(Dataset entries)
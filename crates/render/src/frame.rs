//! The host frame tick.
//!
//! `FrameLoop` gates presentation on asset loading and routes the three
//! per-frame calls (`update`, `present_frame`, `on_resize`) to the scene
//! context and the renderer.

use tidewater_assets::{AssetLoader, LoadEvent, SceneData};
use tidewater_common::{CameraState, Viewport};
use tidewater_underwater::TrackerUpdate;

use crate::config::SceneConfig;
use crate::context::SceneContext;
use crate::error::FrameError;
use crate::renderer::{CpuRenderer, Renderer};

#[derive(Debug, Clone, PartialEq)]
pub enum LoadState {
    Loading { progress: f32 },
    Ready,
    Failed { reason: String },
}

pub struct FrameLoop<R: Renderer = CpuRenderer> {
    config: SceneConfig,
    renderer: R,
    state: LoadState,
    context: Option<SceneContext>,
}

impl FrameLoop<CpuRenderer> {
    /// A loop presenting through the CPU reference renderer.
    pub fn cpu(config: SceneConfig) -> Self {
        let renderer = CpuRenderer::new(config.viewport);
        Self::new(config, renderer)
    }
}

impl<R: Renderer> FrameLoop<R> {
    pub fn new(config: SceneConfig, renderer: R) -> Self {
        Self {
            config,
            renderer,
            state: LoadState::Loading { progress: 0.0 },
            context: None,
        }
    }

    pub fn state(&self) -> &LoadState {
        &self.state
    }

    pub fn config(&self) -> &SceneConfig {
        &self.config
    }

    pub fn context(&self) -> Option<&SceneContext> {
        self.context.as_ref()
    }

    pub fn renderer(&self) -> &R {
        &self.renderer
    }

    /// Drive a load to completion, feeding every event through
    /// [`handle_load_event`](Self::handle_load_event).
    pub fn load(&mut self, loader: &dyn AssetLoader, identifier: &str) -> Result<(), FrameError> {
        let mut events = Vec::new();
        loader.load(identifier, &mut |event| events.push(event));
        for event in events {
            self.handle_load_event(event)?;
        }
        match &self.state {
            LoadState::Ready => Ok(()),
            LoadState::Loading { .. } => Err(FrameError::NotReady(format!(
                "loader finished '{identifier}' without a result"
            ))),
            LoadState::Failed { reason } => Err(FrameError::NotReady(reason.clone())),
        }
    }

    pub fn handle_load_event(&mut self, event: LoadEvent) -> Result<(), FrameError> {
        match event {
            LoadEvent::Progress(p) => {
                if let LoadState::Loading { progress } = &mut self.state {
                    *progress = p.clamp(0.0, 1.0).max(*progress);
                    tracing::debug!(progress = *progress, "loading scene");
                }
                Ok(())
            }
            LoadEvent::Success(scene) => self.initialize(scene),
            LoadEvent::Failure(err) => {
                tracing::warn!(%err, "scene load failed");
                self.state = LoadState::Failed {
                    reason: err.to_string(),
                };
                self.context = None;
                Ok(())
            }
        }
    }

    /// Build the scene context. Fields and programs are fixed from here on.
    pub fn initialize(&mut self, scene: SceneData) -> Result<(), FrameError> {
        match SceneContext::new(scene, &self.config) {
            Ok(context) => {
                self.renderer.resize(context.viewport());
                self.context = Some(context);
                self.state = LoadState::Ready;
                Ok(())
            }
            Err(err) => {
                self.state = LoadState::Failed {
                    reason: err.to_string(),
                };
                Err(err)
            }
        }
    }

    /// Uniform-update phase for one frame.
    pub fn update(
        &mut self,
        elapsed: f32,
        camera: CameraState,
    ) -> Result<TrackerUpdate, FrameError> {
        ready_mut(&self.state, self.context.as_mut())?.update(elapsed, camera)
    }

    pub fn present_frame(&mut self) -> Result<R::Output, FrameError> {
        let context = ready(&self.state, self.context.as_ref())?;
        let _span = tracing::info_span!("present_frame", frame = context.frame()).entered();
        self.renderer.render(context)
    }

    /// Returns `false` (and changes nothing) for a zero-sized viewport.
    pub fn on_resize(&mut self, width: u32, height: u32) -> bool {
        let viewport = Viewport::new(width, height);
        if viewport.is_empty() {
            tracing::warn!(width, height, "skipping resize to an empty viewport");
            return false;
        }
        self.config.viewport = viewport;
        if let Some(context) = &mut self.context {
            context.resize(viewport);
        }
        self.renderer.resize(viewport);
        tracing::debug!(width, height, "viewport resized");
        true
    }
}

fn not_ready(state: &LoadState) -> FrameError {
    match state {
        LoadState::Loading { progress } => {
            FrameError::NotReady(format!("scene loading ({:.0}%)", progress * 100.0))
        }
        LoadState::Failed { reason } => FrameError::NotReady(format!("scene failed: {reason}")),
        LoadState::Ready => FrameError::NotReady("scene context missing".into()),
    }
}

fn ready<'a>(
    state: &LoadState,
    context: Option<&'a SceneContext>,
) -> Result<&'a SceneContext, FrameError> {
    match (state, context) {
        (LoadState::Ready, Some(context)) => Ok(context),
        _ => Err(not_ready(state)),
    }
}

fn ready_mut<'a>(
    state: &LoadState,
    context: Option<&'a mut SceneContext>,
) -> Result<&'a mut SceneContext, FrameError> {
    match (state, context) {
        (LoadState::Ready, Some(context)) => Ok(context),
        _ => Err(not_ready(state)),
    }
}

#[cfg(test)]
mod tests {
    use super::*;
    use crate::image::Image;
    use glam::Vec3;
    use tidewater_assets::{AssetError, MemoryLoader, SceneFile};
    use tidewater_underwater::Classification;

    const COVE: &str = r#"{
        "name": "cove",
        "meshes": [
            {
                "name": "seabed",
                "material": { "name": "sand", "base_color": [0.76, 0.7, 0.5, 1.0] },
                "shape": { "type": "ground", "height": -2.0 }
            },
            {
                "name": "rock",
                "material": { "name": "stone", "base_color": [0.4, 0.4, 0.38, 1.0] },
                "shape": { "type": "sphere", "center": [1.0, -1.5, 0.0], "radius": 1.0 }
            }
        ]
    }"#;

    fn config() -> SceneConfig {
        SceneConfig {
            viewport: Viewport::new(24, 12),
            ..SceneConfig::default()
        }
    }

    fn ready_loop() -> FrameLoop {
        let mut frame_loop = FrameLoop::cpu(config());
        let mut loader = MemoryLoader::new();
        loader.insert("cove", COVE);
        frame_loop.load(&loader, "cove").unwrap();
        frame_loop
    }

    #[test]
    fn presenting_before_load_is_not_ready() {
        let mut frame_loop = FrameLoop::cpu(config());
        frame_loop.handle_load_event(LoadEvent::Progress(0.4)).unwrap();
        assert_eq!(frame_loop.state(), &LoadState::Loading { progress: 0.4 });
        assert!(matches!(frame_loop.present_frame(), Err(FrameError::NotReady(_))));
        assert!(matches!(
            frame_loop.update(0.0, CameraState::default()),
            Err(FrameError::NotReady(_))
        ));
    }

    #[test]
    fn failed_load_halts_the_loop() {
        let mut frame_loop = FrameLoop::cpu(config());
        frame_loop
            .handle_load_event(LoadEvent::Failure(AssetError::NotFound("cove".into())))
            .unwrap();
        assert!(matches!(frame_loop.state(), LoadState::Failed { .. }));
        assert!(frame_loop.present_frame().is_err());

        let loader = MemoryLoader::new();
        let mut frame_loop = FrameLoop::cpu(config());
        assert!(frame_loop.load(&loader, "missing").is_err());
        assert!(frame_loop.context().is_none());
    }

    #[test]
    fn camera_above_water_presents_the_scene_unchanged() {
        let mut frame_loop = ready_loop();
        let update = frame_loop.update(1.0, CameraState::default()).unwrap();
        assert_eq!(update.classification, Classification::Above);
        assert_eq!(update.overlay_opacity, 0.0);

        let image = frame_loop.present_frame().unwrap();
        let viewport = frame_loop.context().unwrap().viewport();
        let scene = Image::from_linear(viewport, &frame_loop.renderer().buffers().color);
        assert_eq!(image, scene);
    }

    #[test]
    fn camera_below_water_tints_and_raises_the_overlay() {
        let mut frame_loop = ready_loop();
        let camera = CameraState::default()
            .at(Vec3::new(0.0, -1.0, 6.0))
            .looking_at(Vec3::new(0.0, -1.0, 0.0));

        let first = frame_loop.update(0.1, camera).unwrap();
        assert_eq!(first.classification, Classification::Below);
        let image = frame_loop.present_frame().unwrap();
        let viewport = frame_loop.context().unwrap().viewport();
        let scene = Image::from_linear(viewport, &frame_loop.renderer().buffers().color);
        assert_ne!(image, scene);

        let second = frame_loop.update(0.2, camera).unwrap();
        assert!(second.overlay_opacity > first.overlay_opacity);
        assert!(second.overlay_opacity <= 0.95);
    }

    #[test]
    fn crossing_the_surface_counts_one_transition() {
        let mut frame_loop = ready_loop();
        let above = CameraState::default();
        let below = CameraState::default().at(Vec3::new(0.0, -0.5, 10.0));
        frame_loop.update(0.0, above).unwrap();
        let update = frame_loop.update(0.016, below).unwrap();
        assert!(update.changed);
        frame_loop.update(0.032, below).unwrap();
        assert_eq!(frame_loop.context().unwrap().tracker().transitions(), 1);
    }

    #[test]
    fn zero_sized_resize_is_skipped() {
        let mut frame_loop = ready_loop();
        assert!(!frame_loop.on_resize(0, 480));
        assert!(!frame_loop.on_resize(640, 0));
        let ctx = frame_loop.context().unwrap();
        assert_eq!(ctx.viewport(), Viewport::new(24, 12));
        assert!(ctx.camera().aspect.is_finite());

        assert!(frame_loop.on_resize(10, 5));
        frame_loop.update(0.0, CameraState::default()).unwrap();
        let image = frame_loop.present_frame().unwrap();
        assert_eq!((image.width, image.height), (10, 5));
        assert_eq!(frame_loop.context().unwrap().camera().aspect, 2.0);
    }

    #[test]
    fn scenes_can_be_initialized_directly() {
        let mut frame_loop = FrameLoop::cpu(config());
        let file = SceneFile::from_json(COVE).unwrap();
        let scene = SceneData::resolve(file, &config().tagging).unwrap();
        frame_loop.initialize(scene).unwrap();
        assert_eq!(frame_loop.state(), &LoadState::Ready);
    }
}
==
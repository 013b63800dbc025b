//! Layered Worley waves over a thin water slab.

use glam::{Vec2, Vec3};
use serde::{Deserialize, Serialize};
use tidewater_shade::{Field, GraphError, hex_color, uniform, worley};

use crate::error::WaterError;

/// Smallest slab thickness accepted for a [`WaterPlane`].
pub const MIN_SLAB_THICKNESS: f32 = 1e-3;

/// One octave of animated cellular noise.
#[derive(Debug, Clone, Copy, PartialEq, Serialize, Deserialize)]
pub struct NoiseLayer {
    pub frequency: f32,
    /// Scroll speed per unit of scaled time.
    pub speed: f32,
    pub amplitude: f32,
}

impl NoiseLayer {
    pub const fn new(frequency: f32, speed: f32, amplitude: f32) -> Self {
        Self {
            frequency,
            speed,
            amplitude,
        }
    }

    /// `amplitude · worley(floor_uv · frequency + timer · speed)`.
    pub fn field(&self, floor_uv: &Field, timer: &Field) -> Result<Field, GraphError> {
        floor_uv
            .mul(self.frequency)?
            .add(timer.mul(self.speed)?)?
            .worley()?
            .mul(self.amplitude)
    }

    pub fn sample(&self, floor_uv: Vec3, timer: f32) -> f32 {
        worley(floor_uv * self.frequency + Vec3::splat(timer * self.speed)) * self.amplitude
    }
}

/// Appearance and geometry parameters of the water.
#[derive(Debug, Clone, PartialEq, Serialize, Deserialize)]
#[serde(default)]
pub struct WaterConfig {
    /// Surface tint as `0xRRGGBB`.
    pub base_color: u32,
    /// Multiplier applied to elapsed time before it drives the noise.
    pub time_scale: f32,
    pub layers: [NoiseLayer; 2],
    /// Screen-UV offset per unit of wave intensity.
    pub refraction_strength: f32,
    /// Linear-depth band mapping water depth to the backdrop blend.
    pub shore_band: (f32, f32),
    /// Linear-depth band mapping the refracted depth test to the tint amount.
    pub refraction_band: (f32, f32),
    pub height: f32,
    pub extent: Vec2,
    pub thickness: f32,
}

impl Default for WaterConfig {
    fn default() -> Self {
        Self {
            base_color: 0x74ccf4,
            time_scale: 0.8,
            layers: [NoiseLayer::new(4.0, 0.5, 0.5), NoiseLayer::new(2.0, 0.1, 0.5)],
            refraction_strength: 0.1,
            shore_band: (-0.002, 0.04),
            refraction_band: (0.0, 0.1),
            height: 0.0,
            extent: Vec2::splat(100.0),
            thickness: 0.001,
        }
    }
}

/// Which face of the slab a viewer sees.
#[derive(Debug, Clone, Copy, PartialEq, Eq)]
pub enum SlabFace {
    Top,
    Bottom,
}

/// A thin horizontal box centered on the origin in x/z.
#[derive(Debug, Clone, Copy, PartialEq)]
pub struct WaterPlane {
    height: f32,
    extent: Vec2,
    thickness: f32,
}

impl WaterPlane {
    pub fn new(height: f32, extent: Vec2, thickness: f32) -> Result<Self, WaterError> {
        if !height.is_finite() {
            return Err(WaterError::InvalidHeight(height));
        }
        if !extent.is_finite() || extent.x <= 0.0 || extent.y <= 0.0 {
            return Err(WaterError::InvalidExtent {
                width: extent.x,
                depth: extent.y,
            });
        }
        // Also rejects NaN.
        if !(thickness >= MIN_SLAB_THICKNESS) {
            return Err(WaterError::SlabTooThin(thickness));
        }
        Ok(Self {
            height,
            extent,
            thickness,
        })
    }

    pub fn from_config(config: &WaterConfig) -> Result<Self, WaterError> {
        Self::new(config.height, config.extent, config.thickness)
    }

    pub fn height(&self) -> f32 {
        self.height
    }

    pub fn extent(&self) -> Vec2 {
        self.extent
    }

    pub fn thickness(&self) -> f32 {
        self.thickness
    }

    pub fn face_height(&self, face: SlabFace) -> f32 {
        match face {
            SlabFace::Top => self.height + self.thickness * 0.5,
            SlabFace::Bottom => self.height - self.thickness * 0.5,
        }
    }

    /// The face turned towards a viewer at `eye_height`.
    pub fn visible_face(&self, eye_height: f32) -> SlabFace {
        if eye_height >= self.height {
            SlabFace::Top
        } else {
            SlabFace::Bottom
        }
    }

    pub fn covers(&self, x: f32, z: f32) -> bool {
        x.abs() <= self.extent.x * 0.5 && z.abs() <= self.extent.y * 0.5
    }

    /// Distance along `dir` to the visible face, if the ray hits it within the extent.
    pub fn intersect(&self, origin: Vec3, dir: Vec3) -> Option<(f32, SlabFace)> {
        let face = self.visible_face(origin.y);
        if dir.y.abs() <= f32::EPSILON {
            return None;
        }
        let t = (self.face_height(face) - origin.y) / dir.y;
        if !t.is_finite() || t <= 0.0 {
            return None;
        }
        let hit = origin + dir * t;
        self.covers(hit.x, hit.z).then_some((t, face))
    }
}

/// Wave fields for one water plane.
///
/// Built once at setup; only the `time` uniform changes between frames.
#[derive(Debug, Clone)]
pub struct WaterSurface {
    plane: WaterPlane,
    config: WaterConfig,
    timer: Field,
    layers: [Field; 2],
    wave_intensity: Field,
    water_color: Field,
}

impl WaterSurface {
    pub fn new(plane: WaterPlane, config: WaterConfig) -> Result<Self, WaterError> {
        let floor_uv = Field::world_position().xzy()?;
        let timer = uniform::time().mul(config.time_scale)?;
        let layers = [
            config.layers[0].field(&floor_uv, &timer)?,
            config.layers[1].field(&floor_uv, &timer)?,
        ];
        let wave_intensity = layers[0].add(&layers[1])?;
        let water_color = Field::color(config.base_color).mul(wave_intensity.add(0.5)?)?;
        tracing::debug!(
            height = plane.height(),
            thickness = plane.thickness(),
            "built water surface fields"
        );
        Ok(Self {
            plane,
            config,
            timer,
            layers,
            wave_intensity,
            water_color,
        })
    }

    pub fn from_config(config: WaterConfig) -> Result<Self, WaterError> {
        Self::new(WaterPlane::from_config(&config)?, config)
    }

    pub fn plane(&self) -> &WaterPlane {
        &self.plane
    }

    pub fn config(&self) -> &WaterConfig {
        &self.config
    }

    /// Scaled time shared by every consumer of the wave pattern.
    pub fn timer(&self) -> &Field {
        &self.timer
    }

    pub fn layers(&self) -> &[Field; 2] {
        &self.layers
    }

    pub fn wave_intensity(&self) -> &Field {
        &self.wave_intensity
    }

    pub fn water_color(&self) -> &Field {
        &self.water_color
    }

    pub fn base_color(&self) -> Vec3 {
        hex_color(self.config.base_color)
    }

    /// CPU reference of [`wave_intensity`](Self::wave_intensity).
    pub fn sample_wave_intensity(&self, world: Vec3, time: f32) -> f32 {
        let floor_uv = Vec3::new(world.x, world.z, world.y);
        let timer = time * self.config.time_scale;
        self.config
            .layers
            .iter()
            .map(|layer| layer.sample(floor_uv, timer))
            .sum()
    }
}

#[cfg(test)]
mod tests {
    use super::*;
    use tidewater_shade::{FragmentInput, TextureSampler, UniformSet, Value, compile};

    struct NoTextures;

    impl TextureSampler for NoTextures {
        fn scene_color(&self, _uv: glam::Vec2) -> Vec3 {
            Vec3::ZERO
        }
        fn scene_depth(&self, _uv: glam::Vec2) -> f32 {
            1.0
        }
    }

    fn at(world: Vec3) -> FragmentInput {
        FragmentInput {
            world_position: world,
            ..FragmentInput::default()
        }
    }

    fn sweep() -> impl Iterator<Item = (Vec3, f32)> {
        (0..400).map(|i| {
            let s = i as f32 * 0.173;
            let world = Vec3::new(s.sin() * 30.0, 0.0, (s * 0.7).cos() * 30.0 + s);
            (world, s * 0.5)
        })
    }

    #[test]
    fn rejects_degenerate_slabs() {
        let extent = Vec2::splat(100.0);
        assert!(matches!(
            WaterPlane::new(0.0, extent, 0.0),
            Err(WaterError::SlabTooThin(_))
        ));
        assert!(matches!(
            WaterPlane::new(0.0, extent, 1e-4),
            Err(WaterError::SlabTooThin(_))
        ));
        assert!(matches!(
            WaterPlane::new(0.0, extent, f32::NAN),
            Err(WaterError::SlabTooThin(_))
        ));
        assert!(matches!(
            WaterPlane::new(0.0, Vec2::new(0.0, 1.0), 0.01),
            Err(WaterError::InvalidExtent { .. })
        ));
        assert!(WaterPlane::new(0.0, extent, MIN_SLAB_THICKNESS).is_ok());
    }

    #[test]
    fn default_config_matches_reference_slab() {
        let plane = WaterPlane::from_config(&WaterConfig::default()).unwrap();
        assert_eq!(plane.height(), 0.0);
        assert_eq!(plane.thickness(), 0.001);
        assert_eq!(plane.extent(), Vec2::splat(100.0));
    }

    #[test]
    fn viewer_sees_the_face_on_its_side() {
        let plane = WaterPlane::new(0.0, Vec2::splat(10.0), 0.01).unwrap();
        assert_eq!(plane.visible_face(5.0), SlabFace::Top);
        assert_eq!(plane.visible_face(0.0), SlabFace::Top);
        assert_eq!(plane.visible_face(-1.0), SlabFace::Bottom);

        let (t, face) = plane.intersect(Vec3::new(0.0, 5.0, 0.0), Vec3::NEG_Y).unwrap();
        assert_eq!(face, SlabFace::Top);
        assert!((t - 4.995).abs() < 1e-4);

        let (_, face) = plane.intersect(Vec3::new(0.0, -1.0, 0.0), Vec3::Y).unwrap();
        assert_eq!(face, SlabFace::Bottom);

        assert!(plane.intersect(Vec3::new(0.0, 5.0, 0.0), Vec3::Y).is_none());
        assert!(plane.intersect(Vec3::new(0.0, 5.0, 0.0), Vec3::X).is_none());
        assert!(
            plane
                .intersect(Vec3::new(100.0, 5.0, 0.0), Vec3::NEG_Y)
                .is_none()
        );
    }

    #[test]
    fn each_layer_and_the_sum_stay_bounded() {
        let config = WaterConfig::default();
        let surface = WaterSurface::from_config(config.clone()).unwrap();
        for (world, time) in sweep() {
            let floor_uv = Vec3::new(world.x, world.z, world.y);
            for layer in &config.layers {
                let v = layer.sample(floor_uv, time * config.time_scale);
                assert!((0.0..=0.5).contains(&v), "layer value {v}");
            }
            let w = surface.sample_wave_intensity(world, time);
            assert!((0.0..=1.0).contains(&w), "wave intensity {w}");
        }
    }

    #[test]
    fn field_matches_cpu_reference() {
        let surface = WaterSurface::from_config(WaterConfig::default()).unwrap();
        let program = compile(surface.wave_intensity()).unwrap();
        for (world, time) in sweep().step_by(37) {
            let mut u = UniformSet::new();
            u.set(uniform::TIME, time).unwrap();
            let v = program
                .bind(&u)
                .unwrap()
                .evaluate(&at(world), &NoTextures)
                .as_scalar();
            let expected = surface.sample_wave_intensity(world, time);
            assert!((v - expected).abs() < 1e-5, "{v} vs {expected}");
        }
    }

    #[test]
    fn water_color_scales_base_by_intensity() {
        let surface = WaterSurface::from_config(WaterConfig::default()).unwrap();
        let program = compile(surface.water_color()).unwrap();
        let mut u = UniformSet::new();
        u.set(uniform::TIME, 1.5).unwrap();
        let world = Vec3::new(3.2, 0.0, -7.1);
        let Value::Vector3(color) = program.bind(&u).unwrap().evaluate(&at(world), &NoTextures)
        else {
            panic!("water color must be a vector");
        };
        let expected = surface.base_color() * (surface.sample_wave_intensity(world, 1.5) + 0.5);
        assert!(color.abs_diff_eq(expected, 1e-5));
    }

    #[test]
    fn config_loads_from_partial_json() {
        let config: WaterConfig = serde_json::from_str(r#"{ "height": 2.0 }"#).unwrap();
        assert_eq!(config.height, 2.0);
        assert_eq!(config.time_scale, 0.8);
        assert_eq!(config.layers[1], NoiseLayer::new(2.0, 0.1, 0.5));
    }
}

WHAT YOU WILL DO
Begin at the line above that has "assert_eq!(plane.height(), 0.0);" and stop after the line that has "WaterPlane::new(0.0, Vec2::splat(10.0), 0.01).unwrap();", copying each line exactly and adding nothing else.

THE ANSWER
        assert_eq!(plane.height(), 0.0);
        assert_eq!(plane.thickness(), 0.001);
        assert_eq!(plane.extent(), Vec2::splat(100.0));
    }

    #[test]
    fn viewer_sees_the_face_on_its_side() {
        let plane = WaterPlane::new(0.0, Vec2::splat(10.0), 0.01).unwrap();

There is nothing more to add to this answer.